Between David Cumming’s post on Costs of an Initial Startup Office, the Atlanta Business Chronicle’s article on Buckhead startup real estate (mysterious contents hidden behind the paywall), and the swarms of CRE agents wooing startups at Venture Atlanta, it’s clear to me that most commercial real estate professionals in most markets have no clue about the needs of startups.
I’m speaking primarily for startups that haven’t yet raised a sizable Series B round or attained scalable profitability. I know because I’ve been on the executive team of 3 prior startups where I searched for office space, and now weigh these decisions now for Badgy.
Here’s what CRE doesn’t understand:
- We WILL NOT sign a 2-5 year lease - a funded startup is betting on growth or extinction in a very short time frame. Most startups will vacate their initial office space in the first year, due to either growth or death. In growth, the remaining lease can significantly hurt the company. If you make the founders personally rep the lease, you harm them. If not, it’s your own illusion they’ll pay. 6-12 month leases are best. Month to month with a 60-day kickout provision is better and helps YOU while you wait for that big-ticket 5 YEAR lessee that DOES want to spend $10/sq ft on build out.
- We don’t need a build-out allowance - Cummings cites $30k built into the lease to cover changing carpet and moving walls. Young startups evaluate space on a “take it or leave it” basis. Either the space is adequate, or it isn’t. Open team environments matter. Spending 3% of a $1 million seed round on office build-out is irresponsible. Maybe you want to force lessees to help you modernize the space. Startups don’t care. Now matters. Pretty doesn’t.
- Flexibility Matters - longer leases CAN make sense for a startup IF you have a nice portfolio of space in the same building and nearby buildings that they can transfer to WITH NO PENALTY (other than larger square footage) if they need to expand. This flexibility can be an asset for owners AND startups. Fluidity is among the most important considerations for a startup.
- Fiber connectivity IS important - maybe it blows your mind that a company of 10 people will accept old carpet and imperfect office configuration but won’t sign a lease on an office that tops out with a crummy Comcast DSL connection. Welcome to priorities. Startups don’t live or die by pretty offices. They live or die by delivering releases to customers and getting better leverage on their developers and designers. Bandwidth matters. Pretty glass conference rooms don’t.
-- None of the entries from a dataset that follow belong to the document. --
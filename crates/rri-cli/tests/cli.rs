use assert_cmd::cargo::cargo_bin_cmd;
use serde::Deserialize;
use std::{error::Error, fs, io::Write, path::PathBuf};

#[derive(Deserialize)]
struct SeriesJson {
    rri: Vec<f64>,
    time: Vec<f64>,
}

#[derive(Deserialize)]
struct ResampledJson {
    time: Vec<f64>,
    rri: Vec<f64>,
}

#[test]
fn describe_renders_expected_table() -> Result<(), Box<dyn Error>> {
    let input = sample_path("test_data/real_rri.txt");

    let mut cmd = cargo_bin_cmd!("rri");
    cmd.args(["describe", "--input", &input]);
    let output = cmd.assert().success().get_output().stdout.clone();
    let rendered = String::from_utf8(output)?;

    assert!(rendered.contains("----------------------------------------"));
    assert!(rendered.contains("                   rri          hr"));
    assert!(rendered.contains("mean            822.29       73.10"));
    assert!(rendered.contains("std              35.06        3.14"));
    assert!(rendered.contains("amplitude       131.20       11.67"));
    Ok(())
}

#[test]
fn to_hr_converts_milliseconds_to_bpm() -> Result<(), Box<dyn Error>> {
    let input = write_series(&["1000", "500", "1000"])?;

    let mut cmd = cargo_bin_cmd!("rri");
    cmd.args(["to-hr", "--input", input.path().to_str().unwrap()]);
    let output = cmd.assert().success().get_output().stdout.clone();
    let hr: Vec<f64> = serde_json::from_slice(&output)?;

    assert_eq!(hr, vec![60.0, 120.0, 60.0]);
    Ok(())
}

#[test]
fn resample_produces_uniform_grid() -> Result<(), Box<dyn Error>> {
    let input = write_series(&["800", "810", "790", "815"])?;

    let mut cmd = cargo_bin_cmd!("rri");
    cmd.args([
        "resample",
        "--input",
        input.path().to_str().unwrap(),
        "--sf",
        "4",
        "--method",
        "linear",
    ]);
    let output = cmd.assert().success().get_output().stdout.clone();
    let resampled: ResampledJson = serde_json::from_slice(&output)?;

    // Default axis spans (810 + 790 + 815) ms, so the 4 Hz grid has
    // floor(2.415 * 4) + 1 = 10 points.
    assert_eq!(resampled.time.len(), 10);
    assert_eq!(resampled.rri.len(), 10);
    assert!((resampled.time[1] - resampled.time[0] - 0.25).abs() < 1e-9);
    assert!((resampled.rri[0] - 800.0).abs() < 1e-9);
    Ok(())
}

#[test]
fn time_range_slices_inclusively() -> Result<(), Box<dyn Error>> {
    let input = write_series(&["1000", "1000", "1000", "1000"])?;

    let mut cmd = cargo_bin_cmd!("rri");
    cmd.args([
        "time-range",
        "--input",
        input.path().to_str().unwrap(),
        "--start",
        "1",
        "--end",
        "2",
    ]);
    let output = cmd.assert().success().get_output().stdout.clone();
    let series: SeriesJson = serde_json::from_slice(&output)?;

    assert_eq!(series.time, vec![1.0, 2.0]);
    assert_eq!(series.rri, vec![1000.0, 1000.0]);
    Ok(())
}

#[test]
fn describe_reads_csv_column() -> Result<(), Box<dyn Error>> {
    let csv = sample_path("test_data/sample_rri.csv");

    let mut cmd = cargo_bin_cmd!("rri");
    cmd.args(["describe", "--csv", &csv, "--column", "rri"]);
    let output = cmd.assert().success().get_output().stdout.clone();
    let rendered = String::from_utf8(output)?;

    assert!(rendered.contains("min"));
    assert!(rendered.contains("amplitude"));
    Ok(())
}

#[test]
fn to_hr_reads_polar_hrm() -> Result<(), Box<dyn Error>> {
    let hrm = sample_path("test_data/sample.hrm");

    let mut cmd = cargo_bin_cmd!("rri");
    cmd.args(["to-hr", "--hrm", &hrm]);
    let output = cmd.assert().success().get_output().stdout.clone();
    let hr: Vec<f64> = serde_json::from_slice(&output)?;

    assert_eq!(hr.len(), 10);
    assert!((hr[0] - 60000.0 / 785.0).abs() < 1e-9);
    Ok(())
}

#[test]
fn invalid_series_fails_with_validation_error() -> Result<(), Box<dyn Error>> {
    let input = write_series(&["800", "-5", "810"])?;

    let mut cmd = cargo_bin_cmd!("rri");
    cmd.args(["describe", "--input", input.path().to_str().unwrap()]);
    cmd.assert().failure();
    Ok(())
}

#[test]
fn plot_writes_png() -> Result<(), Box<dyn Error>> {
    let input = sample_path("test_data/real_rri.txt");
    let dir = tempfile::tempdir()?;
    let out = dir.path().join("series.png");

    let mut cmd = cargo_bin_cmd!("rri");
    cmd.args(["plot", "--input", &input, "--out", out.to_str().unwrap()]);
    cmd.assert().success();

    assert!(fs::metadata(&out)?.len() > 0);
    Ok(())
}

#[test]
fn hist_writes_png_for_both_domains() -> Result<(), Box<dyn Error>> {
    let input = sample_path("test_data/real_rri.txt");
    let dir = tempfile::tempdir()?;

    let rri_png = dir.path().join("rri.png");
    let mut cmd = cargo_bin_cmd!("rri");
    cmd.args(["hist", "--input", &input, "--out", rri_png.to_str().unwrap()]);
    cmd.assert().success();
    assert!(fs::metadata(&rri_png)?.len() > 0);

    let hr_png = dir.path().join("hr.png");
    let mut cmd = cargo_bin_cmd!("rri");
    cmd.args([
        "hist",
        "--input",
        &input,
        "--out",
        hr_png.to_str().unwrap(),
        "--hr",
    ]);
    cmd.assert().success();
    assert!(fs::metadata(&hr_png)?.len() > 0);
    Ok(())
}

fn write_series(lines: &[&str]) -> Result<tempfile::NamedTempFile, Box<dyn Error>> {
    let mut file = tempfile::NamedTempFile::new()?;
    for line in lines {
        writeln!(file, "{}", line)?;
    }
    Ok(file)
}

fn workspace_root() -> PathBuf {
    let manifest_dir = PathBuf::from(env!("CARGO_MANIFEST_DIR"));
    manifest_dir
        .parent()
        .expect("crates dir")
        .parent()
        .expect("workspace root")
        .to_path_buf()
}

fn sample_path(relative: &str) -> String {
    workspace_root()
        .join(relative)
        .to_string_lossy()
        .to_string()
}
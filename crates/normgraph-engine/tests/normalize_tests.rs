use normgraph_engine::{NormalizeContext, NormalizedTables, Normalizer};
use normgraph_schema::{EntityDef, SchemaGraph};
use serde_json::{json, Value};

fn blog_graph() -> SchemaGraph {
    SchemaGraph::builder()
        .register(
            EntityDef::new("users")
                .attr("id", Value::Null)
                .attr("name", "")
                .has_one("profile", "profiles", "user_id")
                .has_many("posts", "posts", "user_id"),
        )
        .register(
            EntityDef::new("profiles")
                .attr("id", Value::Null)
                .attr("user_id", Value::Null),
        )
        .register(
            EntityDef::new("posts")
                .attr("id", Value::Null)
                .attr("user_id", Value::Null)
                .attr("title", "untitled")
                .belongs_to("author", "users", "user_id")
                .morph_many("comments", "comments", "commentable_id", "commentable_type"),
        )
        .register(
            EntityDef::new("comments")
                .attr("id", Value::Null)
                .attr("body", "")
                .attr("commentable_id", Value::Null)
                .attr("commentable_type", Value::Null),
        )
        .build()
        .expect("valid graph")
}

fn normalize(graph: &SchemaGraph, entity: &str, input: Value) -> NormalizedTables {
    let normalizer = Normalizer::new(graph);
    let mut ctx = NormalizeContext::new();
    let persisted = NormalizedTables::new();
    normalizer
        .normalize(&mut ctx, &persisted, entity, &input)
        .expect("normalize")
}

#[test]
fn flat_record_round_trips_with_defaults() {
    let graph = blog_graph();
    let tables = normalize(&graph, "users", json!({"id": 1, "name": "ada"}));

    assert_eq!(tables.len(), 1);
    let user = tables.record("users", "1").expect("user 1");
    assert_eq!(user.get("$id"), Some(&json!(1)));
    assert_eq!(user.get("id"), Some(&json!(1)));
    assert_eq!(user.get("name"), Some(&json!("ada")));
    assert_eq!(user.get("profile"), Some(&json!(null)));
    assert_eq!(user.get("posts"), Some(&json!([])));
}

#[test]
fn numeric_string_keys_coerce_to_numbers() {
    let graph = blog_graph();
    let tables = normalize(&graph, "users", json!({"id": "2"}));

    let user = tables.record("users", "2").expect("keyed by decimal text");
    assert_eq!(user.get("$id"), Some(&json!(2)));
    assert_eq!(user.get("id"), Some(&json!("2")));
}

#[test]
fn nested_to_many_records_flatten_and_attach() {
    let graph = blog_graph();
    let tables = normalize(
        &graph,
        "users",
        json!({"id": 1, "posts": [{"id": 7}, {"id": 8, "title": "b"}]}),
    );

    let user = tables.record("users", "1").expect("user 1");
    assert_eq!(user.get("posts"), Some(&json!([7, 8])));

    let post = tables.record("posts", "7").expect("post 7");
    assert_eq!(post.get("user_id"), Some(&json!(1)));
    assert_eq!(post.get("title"), Some(&json!("untitled")));
    let post = tables.record("posts", "8").expect("post 8");
    assert_eq!(post.get("user_id"), Some(&json!(1)));
    assert_eq!(post.get("title"), Some(&json!("b")));
}

#[test]
fn explicit_foreign_keys_are_never_overwritten() {
    let graph = blog_graph();
    let tables = normalize(
        &graph,
        "users",
        json!({"id": 1, "posts": [{"id": 7, "user_id": 99}]}),
    );

    let post = tables.record("posts", "7").expect("post 7");
    assert_eq!(post.get("user_id"), Some(&json!(99)));
}

#[test]
fn nested_to_one_record_flattens_and_attaches() {
    let graph = blog_graph();
    let tables = normalize(&graph, "users", json!({"id": 1, "profile": {"id": 4}}));

    let user = tables.record("users", "1").expect("user 1");
    assert_eq!(user.get("profile"), Some(&json!(4)));
    let profile = tables.record("profiles", "4").expect("profile 4");
    assert_eq!(profile.get("user_id"), Some(&json!(1)));
}

#[test]
fn nested_parent_sets_the_owners_foreign_key() {
    let graph = blog_graph();
    let tables = normalize(
        &graph,
        "posts",
        json!({"id": 5, "author": {"id": 3, "name": "grace"}}),
    );

    let post = tables.record("posts", "5").expect("post 5");
    assert_eq!(post.get("user_id"), Some(&json!(3)));
    assert_eq!(post.get("author"), Some(&json!(3)));
    let user = tables.record("users", "3").expect("user 3");
    assert_eq!(user.get("name"), Some(&json!("grace")));
}

#[test]
fn polymorphic_children_receive_id_and_type() {
    let graph = blog_graph();
    let tables = normalize(
        &graph,
        "posts",
        json!({"id": 1, "comments": [{"id": 10, "body": "hi"}, {"id": 11}]}),
    );

    let post = tables.record("posts", "1").expect("post 1");
    assert_eq!(post.get("comments"), Some(&json!([10, 11])));

    for key in ["10", "11"] {
        let comment = tables.record("comments", key).expect("comment");
        assert_eq!(comment.get("commentable_id"), Some(&json!(1)));
        assert_eq!(comment.get("commentable_type"), Some(&json!("posts")));
    }
}

#[test]
fn scalar_relation_values_are_kept_as_references() {
    let graph = blog_graph();
    let tables = normalize(
        &graph,
        "users",
        json!({"id": 1, "profile": 4, "posts": [7, "8"]}),
    );

    let user = tables.record("users", "1").expect("user 1");
    assert_eq!(user.get("profile"), Some(&json!(4)));
    assert_eq!(user.get("posts"), Some(&json!([7, 8])));
    // References alone emit no related records.
    assert!(tables.table("profiles").is_none());
    assert!(tables.table("posts").is_none());
}

#[test]
fn keyless_records_receive_synthetic_keys() {
    let graph = blog_graph();
    let normalizer = Normalizer::new(&graph);
    let mut ctx = NormalizeContext::new();
    let persisted = NormalizedTables::new();

    let tables = normalizer
        .normalize(
            &mut ctx,
            &persisted,
            "users",
            &json!([{"name": "a"}, {"name": "b"}]),
        )
        .expect("normalize");

    let first = tables.record("users", "_no_key_1").expect("first");
    assert_eq!(first.get("$id"), Some(&json!("_no_key_1")));
    assert_eq!(first.get("id"), Some(&json!(null)));
    assert!(tables.contains_record("users", "_no_key_2"));

    // A reset context restarts the sequence.
    ctx.reset_synthetic_keys();
    let tables = normalizer
        .normalize(&mut ctx, &persisted, "users", &json!({"name": "c"}))
        .expect("normalize");
    assert!(tables.contains_record("users", "_no_key_1"));
}

#[test]
fn duplicate_keys_in_one_batch_merge_with_later_fields_winning() {
    let graph = blog_graph();
    let tables = normalize(
        &graph,
        "users",
        json!([
            {"id": 1, "name": "first"},
            {"id": 1, "name": "second"},
        ]),
    );

    let table = tables.table("users").expect("users table");
    assert_eq!(table.len(), 1);
    assert_eq!(
        tables.record("users", "1").and_then(|u| u.get("name")),
        Some(&json!("second"))
    );
}

#[test]
fn three_level_nesting_flattens_every_level() {
    let graph = blog_graph();
    let tables = normalize(
        &graph,
        "users",
        json!({
            "id": 1,
            "posts": [{
                "id": 2,
                "comments": [{"id": 3, "body": "deep"}],
            }],
        }),
    );

    assert_eq!(tables.len(), 3);
    let comment = tables.record("comments", "3").expect("comment 3");
    assert_eq!(comment.get("commentable_id"), Some(&json!(2)));
    assert_eq!(comment.get("commentable_type"), Some(&json!("posts")));
    assert_eq!(
        tables.record("posts", "2").and_then(|p| p.get("user_id")),
        Some(&json!(1))
    );
}

// ============================================================================
// Polymorphic owner (type named by the record's own discriminator)
// ============================================================================

fn morph_owner_graph() -> SchemaGraph {
    SchemaGraph::builder()
        .register(
            EntityDef::new("comments")
                .attr("id", Value::Null)
                .attr("commentable_id", Value::Null)
                .attr("commentable_type", Value::Null)
                .morph_to("commentable", "commentable_id", "commentable_type"),
        )
        .register(EntityDef::new("posts").attr("id", Value::Null))
        .register(EntityDef::new("videos").attr("id", Value::Null))
        .build()
        .expect("valid graph")
}

#[test]
fn nested_owner_target_normalizes_into_the_type_named_table() {
    let graph = morph_owner_graph();
    let tables = normalize(
        &graph,
        "comments",
        json!({"id": 1, "commentable_type": "posts", "commentable": {"id": 9}}),
    );

    assert!(tables.contains_record("posts", "9"));
    assert!(tables.table("videos").is_none());
    let comment = tables.record("comments", "1").expect("comment 1");
    assert_eq!(comment.get("commentable_id"), Some(&json!(9)));
    assert_eq!(comment.get("commentable"), Some(&json!(9)));
}

#[test]
fn unresolvable_owner_target_is_dropped() {
    let graph = morph_owner_graph();

    // Unregistered type name.
    let tables = normalize(
        &graph,
        "comments",
        json!({"id": 1, "commentable_type": "articles", "commentable": {"id": 9}}),
    );
    assert_eq!(tables.len(), 1);
    let comment = tables.record("comments", "1").expect("comment 1");
    assert_eq!(comment.get("commentable"), Some(&json!(null)));

    // Missing type field entirely.
    let tables = normalize(&graph, "comments", json!({"id": 2, "commentable": {"id": 9}}));
    assert_eq!(
        tables.record("comments", "2").and_then(|c| c.get("commentable")),
        Some(&json!(null))
    );
}

// ============================================================================
// Composite keys
// ============================================================================

#[test]
fn composite_keys_encode_in_declared_order() {
    let graph = SchemaGraph::builder()
        .register(
            EntityDef::new("memberships")
                .composite_key(["role_id", "user_id"])
                .attr("role_id", Value::Null)
                .attr("user_id", Value::Null),
        )
        .build()
        .expect("valid graph");

    let tables = normalize(&graph, "memberships", json!({"user_id": 1, "role_id": 2}));

    let record = tables.record("memberships", "[2,1]").expect("membership");
    assert_eq!(record.get("$id"), Some(&json!([2, 1])));
}

#[test]
fn composite_owner_key_decomposes_across_foreign_keys() {
    let graph = SchemaGraph::builder()
        .register(
            EntityDef::new("workspaces")
                .composite_key(["region", "id"])
                .attr("region", Value::Null)
                .attr("id", Value::Null)
                .relation(
                    "boards",
                    normgraph_schema::RelationDef::has_many_composite(
                        "boards",
                        ["workspace_region", "workspace_id"],
                    ),
                ),
        )
        .register(
            EntityDef::new("boards")
                .attr("id", Value::Null)
                .attr("workspace_region", Value::Null)
                .attr("workspace_id", Value::Null),
        )
        .build()
        .expect("valid graph");

    let tables = normalize(
        &graph,
        "workspaces",
        json!({"region": "eu", "id": 2, "boards": [{"id": 5}]}),
    );

    let board = tables.record("boards", "5").expect("board 5");
    assert_eq!(board.get("workspace_region"), Some(&json!("eu")));
    assert_eq!(board.get("workspace_id"), Some(&json!(2)));
}
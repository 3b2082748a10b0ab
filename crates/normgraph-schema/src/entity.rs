//! Entity descriptors: primary keys, fields, and the fluent declaration
//! surface used to register entities with a schema graph.

use serde::{Deserialize, Serialize};
use serde_json::Value;

use crate::relation::RelationDef;

pub type Name = String;

// ============================================================================
// Primary keys
// ============================================================================

/// Primary-key declaration for an entity.
///
/// Composite keys are ordered: the declared field order is the canonical
/// order for key tuples, encoded table keys, and `$id` witnesses. The default
/// primary key is the single field `id`.
#[derive(Debug, Clone, Serialize, Deserialize, PartialEq, Eq)]
#[serde(tag = "tag", rename_all = "snake_case")]
pub enum PrimaryKey {
    Single { field: Name },
    Composite { fields: Vec<Name> },
}

impl PrimaryKey {
    /// Key fields in declared order.
    pub fn fields(&self) -> &[Name] {
        match self {
            PrimaryKey::Single { field } => std::slice::from_ref(field),
            PrimaryKey::Composite { fields } => fields,
        }
    }

    pub fn is_composite(&self) -> bool {
        matches!(self, PrimaryKey::Composite { .. })
    }

    /// The key field, when the key is not composite.
    pub fn single_field(&self) -> Option<&str> {
        match self {
            PrimaryKey::Single { field } => Some(field),
            PrimaryKey::Composite { .. } => None,
        }
    }
}

impl Default for PrimaryKey {
    fn default() -> Self {
        PrimaryKey::Single { field: "id".into() }
    }
}

// ============================================================================
// Fields
// ============================================================================

/// A plain attribute with a declared default value.
#[derive(Debug, Clone, Serialize, Deserialize, PartialEq)]
pub struct AttrDef {
    pub default: Value,
}

/// One declared field of an entity.
#[derive(Debug, Clone, Serialize, Deserialize, PartialEq)]
#[serde(tag = "tag", rename_all = "snake_case")]
pub enum FieldDef {
    /// Plain attribute; the default fills in when input omits the field.
    Attr(AttrDef),
    /// Auto-increment integer attribute. Values are assigned by the engine's
    /// increment pass; an omitted value is `null` until then.
    Increment,
    /// Relation to one or more other entities.
    Relation(RelationDef),
}

impl FieldDef {
    pub fn as_relation(&self) -> Option<&RelationDef> {
        match self {
            FieldDef::Relation(rel) => Some(rel),
            _ => None,
        }
    }

    pub fn is_increment(&self) -> bool {
        matches!(self, FieldDef::Increment)
    }

    /// Value installed by the fill pass when input omits the field.
    pub fn default_value(&self) -> Value {
        match self {
            FieldDef::Attr(attr) => attr.default.clone(),
            FieldDef::Increment => Value::Null,
            FieldDef::Relation(rel) => rel.empty_value(),
        }
    }
}

// ============================================================================
// Entities
// ============================================================================

/// A declared entity: name, primary key, and fields in declaration order.
///
/// Declaring a field twice replaces the earlier declaration in place (last
/// declaration wins, position of the first is kept).
#[derive(Debug, Clone, Serialize, Deserialize, PartialEq)]
pub struct EntityDef {
    pub name: Name,
    pub primary_key: PrimaryKey,
    pub fields: Vec<(Name, FieldDef)>,
}

impl EntityDef {
    pub fn new(name: impl Into<Name>) -> Self {
        EntityDef {
            name: name.into(),
            primary_key: PrimaryKey::default(),
            fields: Vec::new(),
        }
    }

    // --- declaration surface ------------------------------------------------

    pub fn key(mut self, field: impl Into<Name>) -> Self {
        self.primary_key = PrimaryKey::Single { field: field.into() };
        self
    }

    pub fn composite_key<I, S>(mut self, fields: I) -> Self
    where
        I: IntoIterator<Item = S>,
        S: Into<Name>,
    {
        self.primary_key = PrimaryKey::Composite {
            fields: fields.into_iter().map(Into::into).collect(),
        };
        self
    }

    pub fn attr(mut self, name: impl Into<Name>, default: impl Into<Value>) -> Self {
        self.set_field(
            name.into(),
            FieldDef::Attr(AttrDef {
                default: default.into(),
            }),
        );
        self
    }

    pub fn increment(mut self, name: impl Into<Name>) -> Self {
        self.set_field(name.into(), FieldDef::Increment);
        self
    }

    pub fn relation(mut self, name: impl Into<Name>, def: RelationDef) -> Self {
        self.set_field(name.into(), FieldDef::Relation(def));
        self
    }

    pub fn has_one(
        self,
        field: impl Into<Name>,
        related: impl Into<Name>,
        foreign_key: impl Into<Name>,
    ) -> Self {
        self.relation(field, RelationDef::has_one(related, foreign_key))
    }

    pub fn belongs_to(
        self,
        field: impl Into<Name>,
        parent: impl Into<Name>,
        foreign_key: impl Into<Name>,
    ) -> Self {
        self.relation(field, RelationDef::belongs_to(parent, foreign_key))
    }

    pub fn has_many(
        self,
        field: impl Into<Name>,
        related: impl Into<Name>,
        foreign_key: impl Into<Name>,
    ) -> Self {
        self.relation(field, RelationDef::has_many(related, foreign_key))
    }

    pub fn many_to_many(
        self,
        field: impl Into<Name>,
        related: impl Into<Name>,
        pivot: impl Into<Name>,
        foreign_pivot_key: impl Into<Name>,
        related_pivot_key: impl Into<Name>,
    ) -> Self {
        self.relation(
            field,
            RelationDef::many_to_many(related, pivot, foreign_pivot_key, related_pivot_key),
        )
    }

    pub fn morph_one(
        self,
        field: impl Into<Name>,
        related: impl Into<Name>,
        id_field: impl Into<Name>,
        type_field: impl Into<Name>,
    ) -> Self {
        self.relation(field, RelationDef::morph_one(related, id_field, type_field))
    }

    pub fn morph_many(
        self,
        field: impl Into<Name>,
        related: impl Into<Name>,
        id_field: impl Into<Name>,
        type_field: impl Into<Name>,
    ) -> Self {
        self.relation(
            field,
            RelationDef::morph_many(related, id_field, type_field),
        )
    }

    pub fn morph_to(
        self,
        field: impl Into<Name>,
        id_field: impl Into<Name>,
        type_field: impl Into<Name>,
    ) -> Self {
        self.relation(field, RelationDef::morph_to(id_field, type_field))
    }

    // --- accessors ----------------------------------------------------------

    pub fn field_def(&self, name: &str) -> Option<&FieldDef> {
        self.fields
            .iter()
            .find(|(field, _)| field == name)
            .map(|(_, def)| def)
    }

    /// Relation fields in declaration order.
    pub fn relations(&self) -> impl Iterator<Item = (&str, &RelationDef)> + '_ {
        self.fields
            .iter()
            .filter_map(|(name, def)| def.as_relation().map(|rel| (name.as_str(), rel)))
    }

    /// Auto-increment fields in declaration order.
    pub fn increment_fields(&self) -> impl Iterator<Item = &str> + '_ {
        self.fields
            .iter()
            .filter_map(|(name, def)| def.is_increment().then_some(name.as_str()))
    }

    fn set_field(&mut self, name: Name, def: FieldDef) {
        match self.fields.iter_mut().find(|(field, _)| *field == name) {
            Some(slot) => slot.1 = def,
            None => self.fields.push((name, def)),
        }
    }
}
- PARKING - For startups, parking is not an allowable profit center. You have empty space in your building. We want to pay for it. We DON’T want to pay an extra 6% because we live in a car-centric city and our employees need to park cars. If your parking deck is nearly full, by all means, charge for it. If not, chill out and give a startup a break. We’ll ditch your parking and walk a few blocks from a surface lot if it’s REALLY that important to you to charge a premium. We see it as just another part of rent.
- We’re not amused by your never-ending vacancies - some of our companies may not last a long time, but WE do. We know when we are looking for space for one company, are confronted with a 3 year lease, and our next company looks at the SAME space 3 years later. Nobody has occupied the space in that entire time, and you STILL ask for a 3 year lease. It’s a joke. We’re short term. Make money off of us for shorter seasons while you wait for your perfect tenant. Spaces sitting vacant mean we neither trust nor understand your multi-year leases.
- We don’t often have ‘Sugar Daddies’ - We have had the privilege of setting up shop at Flashpoint and Hypepotamus. In both cases, we’ve benefitted from the benevolence of others willing to make an investment in building startup communities. Commercial brokers have remarked to me that we needed MORE people like Hypepotamus’ Kevin and Heath to bridge the gap between startups and commercial real estate. Betting on benefactors to reserve large chunks of space over several years for startups is NOT a scalable or dependable business model.
- We’re not going to trash the place – Do your homework. By the time a company has raised at least a seed round they’ve been through enough vetting that they’re not about to go and throw a college keg party in the space and destroy it. Examples to the contrary are welcome, but likely infrequent and perhaps even spread across companies of all stages.
Almost every major local conference I go to is blanketed with service providers scouting for clients. Commercial Real Estate agents see startups cashing big investor checks, and see a potential solution to their vacant building problems. Startups can be this solution, but you need to understand that they have different needs. These aren’t law or accounting firms that want to make their office super-plush on a long-term lease. For startups, growth is important, and planning for growth is fundamentally incompatible with the stagnant trajectory many commercial leases take.
If you’re in a major startup market, and you need renters for your vacant office space near the startup cores, there is a VERY real opportunity. Understand the needs of startups, craft your lease terms accordingly, and you will quickly gain a reputation that will fill your buildings with smart, energetic, young companies.